BILL SIMMONS: It was like passive aggressive--coming after you but they couldn't find a good way to do it.
NATE SILVER: Politico is a "who won the day" kind of thing, right? They're trying to cover it like it's sports but not in an intelligent way at all. They want to create noise, basically. Their whole thing is you have to have a lead story about some gaffe that somebody made on the campaign trail…. In politics, you can have a month where nothing of any import whatsoever happens. But you still have to have Politico produce a paper seven times a week, and that's when they're trying to start trouble.

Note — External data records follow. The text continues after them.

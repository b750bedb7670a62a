use serde::Serialize;

use super::ClassifierError;

pub const SCHOLARLY_LABEL: &str = "scholarly peer-reviewed academic article";
pub const POPULAR_LABEL: &str = "popular or non-academic article";

/// Ordered, non-empty set of label descriptions sent to the model.
#[derive(Debug, Clone, PartialEq, Eq, Serialize)]
#[serde(transparent)]
pub struct CandidateLabels(Vec<String>);

impl CandidateLabels {
    pub fn scholarly_vs_popular() -> Self {
        Self(vec![SCHOLARLY_LABEL.to_string(), POPULAR_LABEL.to_string()])
    }

    pub fn new<I, S>(labels: I) -> Result<Self, ClassifierError>
    where
        I: IntoIterator<Item = S>,
        S: Into<String>,
    {
        let labels: Vec<String> = labels
            .into_iter()
            .map(Into::into)
            .map(|label| label.trim().to_string())
            .filter(|label| !label.is_empty())
            .collect();
        if labels.is_empty() {
            return Err(ClassifierError::NoLabels);
        }
        Ok(Self(labels))
    }

    pub fn as_slice(&self) -> &[String] {
        &self.0
    }

    pub fn contains(&self, label: &str) -> bool {
        self.0.iter().any(|candidate| candidate == label)
    }
}

impl Default for CandidateLabels {
    fn default() -> Self {
        Self::scholarly_vs_popular()
    }
}

#[cfg(test)]
mod tests {
    use super::*;

    #[test]
    fn defaults_keep_scholarly_first() {
        let labels = CandidateLabels::default();
        assert_eq!(labels.as_slice(), [SCHOLARLY_LABEL, POPULAR_LABEL]);
    }

    #[test]
    fn blank_labels_are_dropped() {
        let labels = CandidateLabels::new(["  news  ", "", "research"]).expect("labels");
        assert_eq!(labels.as_slice(), ["news", "research"]);
        assert!(matches!(
            CandidateLabels::new(["   "]),
            Err(ClassifierError::NoLabels)
        ));
    }
}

Nate Silver is, of course, correct: he is a wizard.
And bonus Charles Pierce:
Things In Politico That Make Me Want To Guzzle Antifreeze, Part the Infinity: I've become a connoisseur of Charlie Mahtesian's "On Politics" column in Tiger Beat On The Potomac…. Between belaboring the obvious… and assuring us that Willard Romney had vast reservoirs of support abroad in the land that the rest of us were sadly overlooking, Mahtesian was the go-to source for all things fact-averse…. Today… he returns to the fray…
"Neither of the candidates inspired rural voters to go vote," James Gimpel, a University of Maryland political scientist, told the Daily Yonder, "although there was even less enthusiasm for Obama than there was for Romney." Romney did, however, manage to win the rural vote by a higher percentage than John McCain. In 2008, McCain won 53.3 percent to Barack Obama's 45.6 percent, but Romney won 58.9 percent among rural voters. That figure tracked almost exactly with George W. Bush's rural performance in 2004.
Call me cynical, but I suspect there was another factor that might have held turnout down among "rural" voters as regards the current president of the United States, a factor that does not, ah, apply to any previous Democratic presidential nominee.
My goal in life now is to live long enough to see the last of the "Mitt Would Have Won If Nobody But White Folks Voted" stories.